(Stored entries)

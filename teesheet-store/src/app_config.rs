use serde::Deserialize;
use std::env;
use std::time::Duration;

#[derive(Debug, Deserialize, Clone)]
pub struct Config {
    pub server: ServerConfig,
    pub database: DatabaseConfig,
    pub redis: RedisConfig,
    pub kafka: KafkaConfig,
    #[serde(default)]
    pub booking: BookingRules,
}

/// Operational knobs for the booking path. File values are defaults; rows in
/// `booking_rules` override them at startup.
#[derive(Debug, Deserialize, Clone, PartialEq)]
pub struct BookingRules {
    #[serde(default = "default_lock_ttl")]
    pub lock_ttl_seconds: u64,
}

fn default_lock_ttl() -> u64 {
    30
}

impl Default for BookingRules {
    fn default() -> Self {
        Self {
            lock_ttl_seconds: default_lock_ttl(),
        }
    }
}

impl BookingRules {
    pub fn lock_ttl(&self) -> Duration {
        Duration::from_secs(self.lock_ttl_seconds)
    }
}

#[derive(Debug, Deserialize, Clone)]
pub struct ServerConfig {
    pub port: u16,
    /// Skip Postgres, Redis and Kafka and keep everything in process.
    #[serde(default)]
    pub in_memory: bool,
}

#[derive(Debug, Deserialize, Clone)]
pub struct DatabaseConfig {
    pub url: String,
}

#[derive(Debug, Deserialize, Clone)]
pub struct RedisConfig {
    pub url: String,
}

#[derive(Debug, Deserialize, Clone)]
pub struct KafkaConfig {
    pub brokers: String,
    pub events_topic: String,
}

impl Config {
    pub fn load() -> Result<Self, config::ConfigError> {
        let run_mode = env::var("RUN_MODE").unwrap_or_else(|_| "development".into());

        let s = config::Config::builder()
            .add_source(config::File::with_name("config/default"))
            // Optional per-environment overrides, e.g. config/production.toml
            .add_source(config::File::with_name(&format!("config/{}", run_mode)).required(false))
            // Developer-local, not checked in
            .add_source(config::File::with_name("config/local").required(false))
            // TEESHEET_BOOKING__LOCK_TTL_SECONDS=10 sets booking.lock_ttl_seconds
            .add_source(config::Environment::with_prefix("TEESHEET").separator("__"))
            .build()?;

        s.try_deserialize()
    }
}

#[cfg(test)]
mod tests {
    use super::*;

    #[test]
    fn test_booking_section_defaults() {
        let raw = r#"
            [server]
            port = 8080
            [database]
            url = "postgres://localhost/teesheet"
            [redis]
            url = "redis://localhost"
            [kafka]
            brokers = "localhost:9092"
            events_topic = "flights"
        "#;
        let cfg: Config = config::Config::builder()
            .add_source(config::File::from_str(raw, config::FileFormat::Toml))
            .build()
            .unwrap()
            .try_deserialize()
            .unwrap();

        assert_eq!(cfg.booking, BookingRules::default());
        assert_eq!(cfg.booking.lock_ttl(), Duration::from_secs(30));
        assert!(!cfg.server.in_memory);
    }
}
use chrono::NaiveDate;
use std::sync::Arc;
use teesheet_core::cache::{CacheEntry, CacheService};
use teesheet_core::repository::CourseRepository;
use teesheet_core::{Course, CoreError, CoreResult, DayType, SeasonalSchedule};
use tracing::debug;
use uuid::Uuid;

use crate::slots::{SlotPlan, Spacing};

/// Course configuration for one date: the course, the schedule in force (if
/// any) and the slot plan they produce.
#[derive(Debug, Clone)]
pub struct ResolvedDay {
    pub course: Course,
    pub schedule: Option<SeasonalSchedule>,
    pub plan: SlotPlan,
}

impl ResolvedDay {
    /// Whether the sheet runs the 1st and 10th as separate pools.
    pub fn splits_nines(&self) -> bool {
        self.schedule
            .as_ref()
            .is_some_and(|s| s.play_format.splits_nines())
    }
}

/// The schedule's hours if one applies, else the course defaults. Intervals
/// only take over when the schedule actually has some.
pub fn plan_for(course: &Course, schedule: Option<&SeasonalSchedule>, date: NaiveDate) -> SlotPlan {
    match schedule {
        Some(schedule) if !schedule.intervals.is_empty() => SlotPlan {
            first: schedule.first_tee_time,
            last: schedule.last_tee_time,
            spacing: Spacing::Table {
                intervals: schedule.intervals.clone(),
                day_type: DayType::for_date(date),
            },
        },
        Some(schedule) => SlotPlan {
            first: schedule.first_tee_time,
            last: schedule.last_tee_time,
            spacing: Spacing::Fixed(course.tee_interval_minutes),
        },
        None => SlotPlan {
            first: course.first_tee_time,
            last: course.last_tee_time,
            spacing: Spacing::Fixed(course.tee_interval_minutes),
        },
    }
}

/// Cached, tenant-checked view over course configuration.
#[derive(Clone)]
pub struct CourseDirectory {
    courses: Arc<dyn CourseRepository>,
    cache: Arc<dyn CacheService>,
}

impl CourseDirectory {
    pub fn new(courses: Arc<dyn CourseRepository>, cache: Arc<dyn CacheService>) -> Self {
        Self { courses, cache }
    }

    pub async fn course(&self, tenant_id: Uuid, course_id: Uuid) -> CoreResult<Course> {
        let cached = self.cache.get_course(course_id).await;
        match &cached {
            Some(CacheEntry::Found(course)) if course.tenant_id == tenant_id => {
                return Ok(course.clone());
            }
            Some(CacheEntry::Missing { tenant_id: Some(missed_for) }) if *missed_for == tenant_id => {
                return Err(course_not_found(course_id));
            }
            Some(_) => debug!("Cached entry for course {} is not for this tenant, reloading", course_id),
            None => {}
        }

        let loaded = self
            .courses
            .get_course(tenant_id, course_id)
            .await
            .map_err(CoreError::internal)?;

        match loaded {
            Some(course) => {
                self.cache
                    .put_course(course_id, CacheEntry::Found(course.clone()))
                    .await;
                Ok(course)
            }
            None => {
                // Never overwrite another tenant's entry with our miss.
                if cached.is_none() {
                    self.cache
                        .put_course(course_id, CacheEntry::Missing { tenant_id: Some(tenant_id) })
                        .await;
                }
                Err(course_not_found(course_id))
            }
        }
    }

    /// The active schedule covering `date`. Callers resolve the course first,
    /// which is where tenant ownership is checked.
    pub async fn active_schedule(&self, course_id: Uuid, date: NaiveDate) -> CoreResult<Option<SeasonalSchedule>> {
        match self.cache.get_schedule(course_id, date).await {
            Some(CacheEntry::Found(schedule)) => return Ok(Some(schedule)),
            Some(CacheEntry::Missing { .. }) => return Ok(None),
            None => {}
        }

        let loaded = self
            .courses
            .find_active_schedule(course_id, date)
            .await
            .map_err(CoreError::internal)?;

        let entry = match &loaded {
            Some(schedule) => CacheEntry::Found(schedule.clone()),
            None => CacheEntry::Missing { tenant_id: None },
        };
        self.cache.put_schedule(course_id, date, entry).await;
        Ok(loaded)
    }

    pub async fn resolve_day(&self, tenant_id: Uuid, course_id: Uuid, date: NaiveDate) -> CoreResult<ResolvedDay> {
        let course = self.course(tenant_id, course_id).await?;
        let schedule = self.active_schedule(course_id, date).await?;
        let plan = plan_for(&course, schedule.as_ref(), date);
        Ok(ResolvedDay { course, schedule, plan })
    }

    /// Called by the admin layer after changing a course.
    pub async fn invalidate_course(&self, course_id: Uuid) {
        self.cache.invalidate_course(course_id).await;
    }

    /// Called by the admin layer after creating, updating or deleting a
    /// seasonal schedule.
    pub async fn invalidate_schedules(&self, course_id: Uuid) {
        self.cache.invalidate_schedules(course_id).await;
    }
}

fn course_not_found(course_id: Uuid) -> CoreError {
    CoreError::NotFound(format!("course {}", course_id))
}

#### EXERCISE DETAILS
Each entry above is to be returned exactly as given.

#### WRITTEN SOLUTION
filename teesheet-store/src/app_config.rs
use serde::Deserialize;
use std::env;
use std::time::Duration;

#[derive(Debug, Deserialize, Clone)]
pub struct Config {
    pub server: ServerConfig,
    pub database: DatabaseConfig,
    pub redis: RedisConfig,
    pub kafka: KafkaConfig,
    #[serde(default)]
    pub booking: BookingRules,
}

/// Operational knobs for the booking path. File values are defaults; rows in
/// `booking_rules` override them at startup.
#[derive(Debug, Deserialize, Clone, PartialEq)]
pub struct BookingRules {
    #[serde(default = "default_lock_ttl")]
    pub lock_ttl_seconds: u64,
}

fn default_lock_ttl() -> u64 {
    30
}

impl Default for BookingRules {
    fn default() -> Self {
        Self {
            lock_ttl_seconds: default_lock_ttl(),
        }
    }
}

impl BookingRules {
    pub fn lock_ttl(&self) -> Duration {
        Duration::from_secs(self.lock_ttl_seconds)
    }
}

#[derive(Debug, Deserialize, Clone)]
pub struct ServerConfig {
    pub port: u16,
    /// Skip Postgres, Redis and Kafka and keep everything in process.
    #[serde(default)]
    pub in_memory: bool,
}

#[derive(Debug, Deserialize, Clone)]
pub struct DatabaseConfig {
    pub url: String,
}

#[derive(Debug, Deserialize, Clone)]
pub struct RedisConfig {
    pub url: String,
}

#[derive(Debug, Deserialize, Clone)]
pub struct KafkaConfig {
    pub brokers: String,
    pub events_topic: String,
}

impl Config {
    pub fn load() -> Result<Self, config::ConfigError> {
        let run_mode = env::var("RUN_MODE").unwrap_or_else(|_| "development".into());

        let s = config::Config::builder()
            .add_source(config::File::with_name("config/default"))
            // Optional per-environment overrides, e.g. config/production.toml
            .add_source(config::File::with_name(&format!("config/{}", run_mode)).required(false))
            // Developer-local, not checked in
            .add_source(config::File::with_name("config/local").required(false))
            // TEESHEET_BOOKING__LOCK_TTL_SECONDS=10 sets booking.lock_ttl_seconds
            .add_source(config::Environment::with_prefix("TEESHEET").separator("__"))
            .build()?;

        s.try_deserialize()
    }
}

#[cfg(test)]
mod tests {
    use super::*;

    #[test]
    fn test_booking_section_defaults() {
        let raw = r#"
            [server]
            port = 8080
            [database]
            url = "postgres://localhost/teesheet"
            [redis]
            url = "redis://localhost"
            [kafka]
            brokers = "localhost:9092"
            events_topic = "flights"
        "#;
        let cfg: Config = config::Config::builder()
            .add_source(config::File::from_str(raw, config::FileFormat::Toml))
            .build()
            .unwrap()
            .try_deserialize()
            .unwrap();

        assert_eq!(cfg.booking, BookingRules::default());
        assert_eq!(cfg.booking.lock_ttl(), Duration::from_secs(30));
        assert!(!cfg.server.in_memory);
    }
}
use chrono::NaiveDate;
use std::sync::Arc;
use teesheet_core::cache::{CacheEntry, CacheService};
use teesheet_core::repository::CourseRepository;
use teesheet_core::{Course, CoreError, CoreResult, DayType, SeasonalSchedule};
use tracing::debug;
use uuid::Uuid;

use crate::slots::{SlotPlan, Spacing};

/// Course configuration for one date: the course, the schedule in force (if
/// any) and the slot plan they produce.
#[derive(Debug, Clone)]
pub struct ResolvedDay {
    pub course: Course,
    pub schedule: Option<SeasonalSchedule>,
    pub plan: SlotPlan,
}

impl ResolvedDay {
    /// Whether the sheet runs the 1st and 10th as separate pools.
    pub fn splits_nines(&self) -> bool {
        self.schedule
            .as_ref()
            .is_some_and(|s| s.play_format.splits_nines())
    }
}

/// The schedule's hours if one applies, else the course defaults. Intervals
/// only take over when the schedule actually has some.
pub fn plan_for(course: &Course, schedule: Option<&SeasonalSchedule>, date: NaiveDate) -> SlotPlan {
    match schedule {
        Some(schedule) if !schedule.intervals.is_empty() => SlotPlan {
            first: schedule.first_tee_time,
            last: schedule.last_tee_time,
            spacing: Spacing::Table {
                intervals: schedule.intervals.clone(),
                day_type: DayType::for_date(date),
            },
        },
        Some(schedule) => SlotPlan {
            first: schedule.first_tee_time,
            last: schedule.last_tee_time,
            spacing: Spacing::Fixed(course.tee_interval_minutes),
        },
        None => SlotPlan {
            first: course.first_tee_time,
            last: course.last_tee_time,
            spacing: Spacing::Fixed(course.tee_interval_minutes),
        },
    }
}

/// Cached, tenant-checked view over course configuration.
#[derive(Clone)]
pub struct CourseDirectory {
    courses: Arc<dyn CourseRepository>,
    cache: Arc<dyn CacheService>,
}

impl CourseDirectory {
    pub fn new(courses: Arc<dyn CourseRepository>, cache: Arc<dyn CacheService>) -> Self {
        Self { courses, cache }
    }

    pub async fn course(&self, tenant_id: Uuid, course_id: Uuid) -> CoreResult<Course> {
        let cached = self.cache.get_course(course_id).await;
        match &cached {
            Some(CacheEntry::Found(course)) if course.tenant_id == tenant_id => {
                return Ok(course.clone());
            }
            Some(CacheEntry::Missing { tenant_id: Some(missed_for) }) if *missed_for == tenant_id => {
                return Err(course_not_found(course_id));
            }
            Some(_) => debug!("Cached entry for course {} is not for this tenant, reloading", course_id),
            None => {}
        }

        let loaded = self
            .courses
            .get_course(tenant_id, course_id)
            .await
            .map_err(CoreError::internal)?;

        match loaded {
            Some(course) => {
                self.cache
                    .put_course(course_id, CacheEntry::Found(course.clone()))
                    .await;
                Ok(course)
            }
            None => {
                // Never overwrite another tenant's entry with our miss.
                if cached.is_none() {
                    self.cache
                        .put_course(course_id, CacheEntry::Missing { tenant_id: Some(tenant_id) })
                        .await;
                }
                Err(course_not_found(course_id))
            }
        }
    }

    /// The active schedule covering `date`. Callers resolve the course first,
    /// which is where tenant ownership is checked.
    pub async fn active_schedule(&self, course_id: Uuid, date: NaiveDate) -> CoreResult<Option<SeasonalSchedule>> {
        match self.cache.get_schedule(course_id, date).await {
            Some(CacheEntry::Found(schedule)) => return Ok(Some(schedule)),
            Some(CacheEntry::Missing { .. }) => return Ok(None),
            None => {}
        }

        let loaded = self
            .courses
            .find_active_schedule(course_id, date)
            .await
            .map_err(CoreError::internal)?;

        let entry = match &loaded {
            Some(schedule) => CacheEntry::Found(schedule.clone()),
            None => CacheEntry::Missing { tenant_id: None },
        };
        self.cache.put_schedule(course_id, date, entry).await;
        Ok(loaded)
    }

    pub async fn resolve_day(&self, tenant_id: Uuid, course_id: Uuid, date: NaiveDate) -> CoreResult<ResolvedDay> {
        let course = self.course(tenant_id, course_id).await?;
        let schedule = self.active_schedule(course_id, date).await?;
        let plan = plan_for(&course, schedule.as_ref(), date);
        Ok(ResolvedDay { course, schedule, plan })
    }

    /// Called by the admin layer after changing a course.
    pub async fn invalidate_course(&self, course_id: Uuid) {
        self.cache.invalidate_course(course_id).await;
    }

    /// Called by the admin layer after creating, updating or deleting a
    /// seasonal schedule.
    pub async fn invalidate_schedules(&self, course_id: Uuid) {
        self.cache.invalidate_schedules(course_id).await;
    }
}

fn course_not_found(course_id: Uuid) -> CoreError {
    CoreError::NotFound(format!("course {}", course_id))
}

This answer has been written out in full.